Current solution: Queues, WCF service, and Page Blobs
Two things caused us to outgrow our pure WCF solution: the scale of our grid (up to the multiple 1,000s of VMs) and a limitation of Windows Azure that you can’t have private endpoints shared across services. The former reason caused the sheer amount of log messages coming in per second to overwhelm our diagnostics sink. The later reason was caused by us needing to run our system across multiple Windows Azure services. To resolve the second issue, we would have needed to host our logging endpoint on a public IP and deal with security.
Page blobs provided the answer. Page blobs are a Windows Azure Storage mechanism that can be appended to in blocks of 512. What we did was have each process (role instance) in our system write to its own page blob. The names of these blobs are rotated every day, and every 50MB to ensure manageability. This provides us the low level logging we require. When fully utilized, we can log a terabyte of information a day on a large grid. Due to the nature of this type of logging, we only use these logs for after-the-fact issue investigation.

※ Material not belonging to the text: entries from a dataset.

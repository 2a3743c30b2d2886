use std::collections::{HashMap, HashSet};
use std::sync::atomic::{AtomicU64, Ordering};

use chrono::{DateTime, Duration, Utc};
use parking_lot::{Mutex, RwLock};

use crate::config::FilterConfig;

use super::distance::{fuzzy_threshold, levenshtein};
use super::normalize::normalize;

/// Why a message was classified as spam. Behavioral reasons are checked
/// before lexical ones, so a flooded duplicate is reported as flood.
#[derive(Debug, Clone, Copy, PartialEq, Eq)]
enum SpamReason {
    Flood,
    Duplicate,
    BannedWord,
}

impl SpamReason {
    fn label(&self) -> &'static str {
        match self {
            SpamReason::Flood => "flood",
            SpamReason::Duplicate => "duplicate",
            SpamReason::BannedWord => "banned_word",
        }
    }
}

/// Everything the filter remembers about one user.
#[derive(Debug, Default)]
struct UserRecord {
    last_message_at: Option<DateTime<Utc>>,
    last_message_normalized: Option<String>,
    spam_count: u32,
}

/// Process-wide counters, snapshotted for the /status command.
#[derive(Debug, Clone, Copy, Default)]
pub struct FilterStats {
    pub messages_checked: u64,
    pub messages_flagged: u64,
}

/// The spam classifier. One instance lives for the whole process and is
/// shared by all handler tasks.
///
/// A message is spam when any of three rules fires, in this order:
/// faster-than-interval messaging (flood), a repeat of the user's previous
/// message (duplicate, compared on normalized text), or a banned word
/// hiding in the message (exact substring or within a length-dependent
/// edit distance of a token).
pub struct SpamFilter {
    banned_words: RwLock<HashSet<String>>,
    users: Mutex<HashMap<i64, UserRecord>>,
    messages_checked: AtomicU64,
    messages_flagged: AtomicU64,
    min_interval: Duration,
}

impl SpamFilter {
    pub fn new(config: &FilterConfig) -> Self {
        let banned_words = config
            .seed_words
            .iter()
            .map(|word| normalize(word))
            .collect();

        Self {
            banned_words: RwLock::new(banned_words),
            users: Mutex::new(HashMap::new()),
            messages_checked: AtomicU64::new(0),
            messages_flagged: AtomicU64::new(0),
            min_interval: Duration::milliseconds(config.min_message_interval.as_millis() as i64),
        }
    }

    /// Classifies one message. `arrival` is when the process received it,
    /// not the Telegram-side send date.
    ///
    /// Every call counts towards `messages_checked`, flagged ones towards
    /// `messages_flagged` and the user's personal spam count.
    pub fn check(&self, user_id: i64, text: &str, arrival: DateTime<Utc>) -> bool {
        self.messages_checked.fetch_add(1, Ordering::Relaxed);

        if let Some(reason) = self.evaluate_behavior(user_id, text, arrival) {
            self.record_flagged(user_id, reason);
            return true;
        }

        if self.contains_banned_word(text) {
            self.record_flagged(user_id, SpamReason::BannedWord);
            return true;
        }

        false
    }

    /// Flood and duplicate rules. The whole read-then-update runs under one
    /// lock so that concurrent checks for the same user observe each other.
    fn evaluate_behavior(
        &self,
        user_id: i64,
        text: &str,
        arrival: DateTime<Utc>,
    ) -> Option<SpamReason> {
        let mut users = self.users.lock();
        let record = users.entry(user_id).or_default();

        let flooding = record
            .last_message_at
            .map_or(false, |last| arrival.signed_duration_since(last) < self.min_interval);
        record.last_message_at = Some(arrival);
        if flooding {
            // On flood the remembered message text stays what it was, so a
            // later resend of the flooded text is not seen as a duplicate.
            return Some(SpamReason::Flood);
        }

        let normalized = normalize(text);
        let duplicate = record.last_message_normalized.as_deref() == Some(normalized.as_str());
        record.last_message_normalized = Some(normalized);
        if duplicate {
            return Some(SpamReason::Duplicate);
        }

        None
    }

    fn contains_banned_word(&self, text: &str) -> bool {
        let banned = self.banned_words.read();
        text.split_whitespace().any(|token| {
            let token = normalize(token);
            banned.iter().any(|word| token_matches(&token, word))
        })
    }

    fn record_flagged(&self, user_id: i64, reason: SpamReason) {
        self.messages_flagged.fetch_add(1, Ordering::Relaxed);
        let spam_count = {
            let mut users = self.users.lock();
            let record = users.entry(user_id).or_default();
            record.spam_count += 1;
            record.spam_count
        };
        tracing::debug!(
            target: "filter",
            user_id,
            reason = reason.label(),
            spam_count,
            "сообщение распознано как спам"
        );
    }

    /// Adds a word to the banned set. The word is stored normalized, so
    /// "Casino", "CASINO!!!" and "casino" all land on the same entry.
    pub fn add_banned_word(&self, word: &str) {
        self.banned_words.write().insert(normalize(word));
    }

    /// Removes a word from the banned set, comparing normalized forms.
    /// Returns whether the word was present.
    pub fn remove_banned_word(&self, word: &str) -> bool {
        self.banned_words.write().remove(&normalize(word))
    }

    /// Snapshot of the banned set, sorted for stable display.
    pub fn list_banned_words(&self) -> Vec<String> {
        let mut words: Vec<String> = self.banned_words.read().iter().cloned().collect();
        words.sort();
        words
    }

    /// How many of this user's messages have been flagged so far.
    pub fn spam_count_for(&self, user_id: i64) -> u32 {
        self.users
            .lock()
            .get(&user_id)
            .map_or(0, |record| record.spam_count)
    }

    pub fn status_summary(&self) -> FilterStats {
        FilterStats {
            messages_checked: self.messages_checked.load(Ordering::Relaxed),
            messages_flagged: self.messages_flagged.load(Ordering::Relaxed),
        }
    }
}

fn token_matches(token: &str, banned: &str) -> bool {
    token.contains(banned) || levenshtein(token, banned) <= fuzzy_threshold(token.len())
}
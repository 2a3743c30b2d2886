use teloxide::types::{InlineKeyboardButton, InlineKeyboardMarkup};

pub const CALLBACK_SHOW_COMMANDS: &str = "show_commands";
pub const CALLBACK_SHOW_SETTINGS: &str = "show_settings";
pub const CALLBACK_EDIT_ADD: &str = "edit_add";
pub const CALLBACK_EDIT_REMOVE: &str = "edit_remove";

/// Keyboard attached to the /help message.
pub fn help_keyboard() -> InlineKeyboardMarkup {
    InlineKeyboardMarkup::new(vec![vec![
        InlineKeyboardButton::callback("Команды", CALLBACK_SHOW_COMMANDS),
        InlineKeyboardButton::callback("Настройки", CALLBACK_SHOW_SETTINGS),
    ]])
}

/// Keyboard attached to the /editbanned menu.
pub fn edit_banned_keyboard() -> InlineKeyboardMarkup {
    InlineKeyboardMarkup::new(vec![vec![
        InlineKeyboardButton::callback("Добавить слово", CALLBACK_EDIT_ADD),
        InlineKeyboardButton::callback("Удалить слово", CALLBACK_EDIT_REMOVE),
    ]])
}

#[cfg(test)]
mod tests {
    use teloxide::types::InlineKeyboardButtonKind;

    use super::*;

    fn callback_data(markup: &InlineKeyboardMarkup) -> Vec<&str> {
        markup
            .inline_keyboard
            .iter()
            .flatten()
            .filter_map(|button| match &button.kind {
                InlineKeyboardButtonKind::CallbackData(data) => Some(data.as_str()),
                _ => None,
            })
            .collect()
    }

    #[test]
    fn help_keyboard_routes_to_known_callbacks() {
        assert_eq!(
            callback_data(&help_keyboard()),
            vec![CALLBACK_SHOW_COMMANDS, CALLBACK_SHOW_SETTINGS]
        );
    }

    #[test]
    fn edit_keyboard_routes_to_known_callbacks() {
        assert_eq!(
            callback_data(&edit_banned_keyboard()),
            vec![CALLBACK_EDIT_ADD, CALLBACK_EDIT_REMOVE]
        );
    }
}
use tokio::sync::watch;

/// Broadcast side of the shutdown signal, cloned into every component that
/// may trigger or observe shutdown.
#[derive(Clone)]
pub struct Shutdown {
    sender: watch::Sender<bool>,
}

pub struct ShutdownListener {
    receiver: watch::Receiver<bool>,
}

impl Shutdown {
    pub fn new() -> Self {
        let (sender, _) = watch::channel(false);
        Self { sender }
    }

    pub fn subscribe(&self) -> ShutdownListener {
        ShutdownListener {
            receiver: self.sender.subscribe(),
        }
    }

    pub fn trigger(&self) {
        let _ = self.sender.send(true);
    }
}

impl ShutdownListener {
    /// Resolves once shutdown has been triggered; immediately if it
    /// already was.
    pub async fn notified(&mut self) {
        if *self.receiver.borrow() {
            return;
        }
        let _ = self.receiver.changed().await;
    }
}

/// Wires CTRL+C and, on unix, SIGTERM to the shutdown signal.
pub fn install_signal_handlers(shutdown: Shutdown) {
    let ctrlc = shutdown.clone();
    tokio::spawn(async move {
        if tokio::signal::ctrl_c().await.is_ok() {
            ctrlc.trigger();
        }
    });

    #[cfg(unix)]
    {
        use tokio::signal::unix::{SignalKind, signal};
        tokio::spawn(async move {
            if let Ok(mut sig) = signal(SignalKind::terminate()) {
                sig.recv().await;
                shutdown.trigger();
            }
        });
    }
}
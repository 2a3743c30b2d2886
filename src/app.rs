use std::{sync::Arc, time::Duration};

use anyhow::Result;
use teloxide::prelude::*;

use crate::{
    config::AppConfig,
    filter::SpamFilter,
    infrastructure::shutdown::Shutdown,
    telegram::TelegramService,
};

pub struct AntiSpamApp {
    telegram: TelegramService,
    shutdown: Shutdown,
}

impl AntiSpamApp {
    pub fn initialize(config: AppConfig, shutdown: Shutdown) -> Self {
        let config = Arc::new(config);
        let filter = Arc::new(SpamFilter::new(&config.filter));
        let bot = Bot::new(&config.telegram_bot_token);
        let telegram = TelegramService::new(bot, config, filter);

        Self { telegram, shutdown }
    }

    pub async fn run(self) -> Result<()> {
        let AntiSpamApp { telegram, shutdown } = self;

        tracing::info!("Анти-спам бот запущен");

        let mut shutdown_listener = shutdown.subscribe();
        let shutdown_timeout = Duration::from_secs(5);
        let mut telegram_future = Box::pin(telegram.run(shutdown.subscribe()));
        let mut telegram_completed = false;

        tokio::select! {
            _ = shutdown_listener.notified() => {
                tracing::info!("получен сигнал завершения (CTRL+C / SIGTERM)");
            }
            res = &mut telegram_future => {
                telegram_completed = true;
                if let Err(err) = res {
                    tracing::error!(?err, "Telegram-диспетчер завершился с ошибкой");
                } else {
                    tracing::info!("Telegram-диспетчер завершился штатно");
                }
            }
        }

        shutdown.trigger();

        if !telegram_completed {
            let wait = tokio::time::sleep(shutdown_timeout);
            tokio::pin!(wait);
            tokio::select! {
                res = &mut telegram_future => {
                    if let Err(err) = res {
                        tracing::error!(?err, "Telegram-диспетчер завершился с ошибкой");
                    }
                }
                _ = &mut wait => {
                    tracing::warn!(
                        target: "telegram",
                        "Telegram dispatcher did not stop within {:?}; forcing exit",
                        shutdown_timeout
                    );
                }
            }
        }

        tracing::info!("Бот остановлен");
        Ok(())
    }
}
use std::convert::TryFrom;

use teloxide::types::User;

pub fn format_user_display(user: &User) -> String {
    if let Some(username) = &user.username {
        format!("@{}", username)
    } else {
        let mut parts = Vec::new();
        parts.push(user.first_name.as_str());
        if let Some(last) = &user.last_name {
            parts.push(last.as_str());
        }
        let name = parts.join(" ").trim().to_string();
        if name.is_empty() {
            "Unknown".to_string()
        } else {
            name
        }
    }
}

pub fn user_to_i64(user: &User) -> i64 {
    i64::try_from(user.id.0).unwrap_or(i64::MAX)
}

pub fn format_word_list(words: &[String]) -> String {
    if words.is_empty() {
        "(список пуст)".to_string()
    } else {
        words.join(", ")
    }
}

#[cfg(test)]
mod tests {
    use teloxide::types::UserId;

    use super::*;

    fn user(username: Option<&str>, first: &str, last: Option<&str>) -> User {
        User {
            id: UserId(7),
            is_bot: false,
            first_name: first.to_string(),
            last_name: last.map(|s| s.to_string()),
            username: username.map(|s| s.to_string()),
            language_code: None,
            is_premium: false,
            added_to_attachment_menu: false,
        }
    }

    #[test]
    fn display_prefers_username() {
        assert_eq!(
            format_user_display(&user(Some("spammer"), "Вася", None)),
            "@spammer"
        );
    }

    #[test]
    fn display_falls_back_to_full_name() {
        assert_eq!(
            format_user_display(&user(None, "Вася", Some("Пупкин"))),
            "Вася Пупкин"
        );
        assert_eq!(format_user_display(&user(None, "", None)), "Unknown");
    }

    #[test]
    fn word_list_formatting() {
        assert_eq!(format_word_list(&[]), "(список пуст)");
        assert_eq!(
            format_word_list(&["casino".to_string(), "spamwordl".to_string()]),
            "casino, spamwordl"
        );
    }
}
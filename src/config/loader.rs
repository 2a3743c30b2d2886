use std::env;
use std::time::Duration;

use super::env::{AppConfig, ConfigError, DirectoryConfig, FilterConfig, LoggingConfig};

pub fn load_config() -> Result<AppConfig, ConfigError> {
    AppConfig::from_env()
}

impl AppConfig {
    fn from_env() -> Result<Self, ConfigError> {
        let telegram_bot_token = env::var("TELEGRAM_BOT_TOKEN")
            .map_err(|_| ConfigError::Missing("TELEGRAM_BOT_TOKEN"))?;

        let bot_username = env::var("BOT_USERNAME").ok().filter(|v| !v.is_empty());

        let filter = FilterConfig {
            seed_words: env::var("BANNED_WORDS")
                .map(|value| {
                    value
                        .split(',')
                        .map(|part| part.trim().to_string())
                        .filter(|part| !part.is_empty())
                        .collect::<Vec<_>>()
                })
                .unwrap_or_else(|_| vec!["spamword1".to_string(), "spamword2".to_string()]),
            min_message_interval: Duration::from_millis(
                env::var("MIN_MESSAGE_INTERVAL_MS")
                    .ok()
                    .and_then(|v| v.parse::<u64>().ok())
                    .unwrap_or(2_000),
            ),
            warning_threshold: env::var("SPAM_WARNING_THRESHOLD")
                .ok()
                .and_then(|v| v.parse::<u32>().ok())
                .unwrap_or(3),
        };

        let directories = DirectoryConfig {
            logs_dir: env::var("LOGS_DIR").unwrap_or_else(|_| "logs".to_string()),
        };

        let logging = LoggingConfig {
            level: env::var("LOG_LEVEL").unwrap_or_else(|_| "info".to_string()),
        };

        Ok(Self {
            telegram_bot_token,
            bot_username,
            filter,
            directories,
            logging,
        })
    }
}
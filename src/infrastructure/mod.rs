pub mod directories;
pub mod logging;
pub mod shutdown;
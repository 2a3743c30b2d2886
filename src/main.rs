mod app;
mod config;
mod filter;
mod infrastructure;
mod telegram;

use anyhow::Result;
use infrastructure::{directories, logging, shutdown};

#[tokio::main]
async fn main() -> Result<()> {
    dotenvy::dotenv().ok();

    let config = config::load_config()?;
    let logs_dir = directories::ensure_logs_dir(&config.directories)?;
    logging::init_tracing(&config.logging, &logs_dir)?;

    let shutdown = shutdown::Shutdown::new();
    shutdown::install_signal_handlers(shutdown.clone());

    let app = app::AntiSpamApp::initialize(config, shutdown.clone());
    app.run().await
}
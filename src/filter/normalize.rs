//! Text normalization for spam matching.
//!
//! Every comparison the filter makes, both duplicate detection and the
//! banned-word scan, happens on normalized keys rather than raw text.

/// Normalizes a word or message into its comparison key.
///
/// Lowercases the input, strips everything that is not an ASCII letter or
/// digit, then maps common look-alike characters onto the letters they
/// imitate (`0` to `o`, `1` to `l`, `3` to `e`). The result contains only
/// `[a-z0-9]` and may be empty, e.g. for text written entirely in a
/// non-Latin alphabet.
pub fn normalize(text: &str) -> String {
    text.to_lowercase()
        .chars()
        .filter(|ch| ch.is_ascii_lowercase() || ch.is_ascii_digit())
        .map(substitute_lookalike)
        .collect()
}

// `@` and `!` never reach this map at runtime; the alphanumeric filter
// above has already removed them.
fn substitute_lookalike(ch: char) -> char {
    match ch {
        '0' => 'o',
        '1' => 'l',
        '@' => 'a',
        '3' => 'e',
        '!' => 'i',
        other => other,
    }
}

#[cfg(test)]
mod tests {
    use super::*;

    #[test]
    fn lowercases_and_strips_punctuation() {
        assert_eq!(normalize("Hello, World!"), "helloworld");
    }

    #[test]
    fn is_case_insensitive() {
        assert_eq!(normalize("SPAM"), normalize("spam"));
    }

    #[test]
    fn substitutes_lookalike_digits() {
        assert_eq!(normalize("v0uch3r"), "voucher");
        assert_eq!(normalize("1oans"), "loans");
        assert_eq!(normalize("spamword1"), "spamwordl");
    }

    #[test]
    fn keeps_unsubstituted_digits() {
        assert_eq!(normalize("room 42"), "room42");
        assert_eq!(normalize("spamword2"), "spamword2");
    }

    #[test]
    fn strips_non_ascii_alphabets_entirely() {
        assert_eq!(normalize("Привет"), "");
        assert_eq!(normalize("спам spam спам"), "spam");
    }

    #[test]
    fn is_idempotent() {
        for input in ["Fr33 M0N3Y!!!", "Привет", "sp4m", "passw0rd", ""] {
            let once = normalize(input);
            assert_eq!(normalize(&once), once);
        }
    }
}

For real time logging, we use a combination of queues and our WCF service. We use queues to transmit Info, Warning, and Error messages from each of our processes across the Windows Azure service boundary, to a diagnostics process, that also hosts the WCF service described earlier. This allows us to get near real-time diagnostics messages (Info and up) aggregated and able to be served to a UI. An overview diagram of this solution is provided.

Azure Diagnostics Diagram
I will try and pull some of this code together into a GitHub project if anyone is interested. Cheers.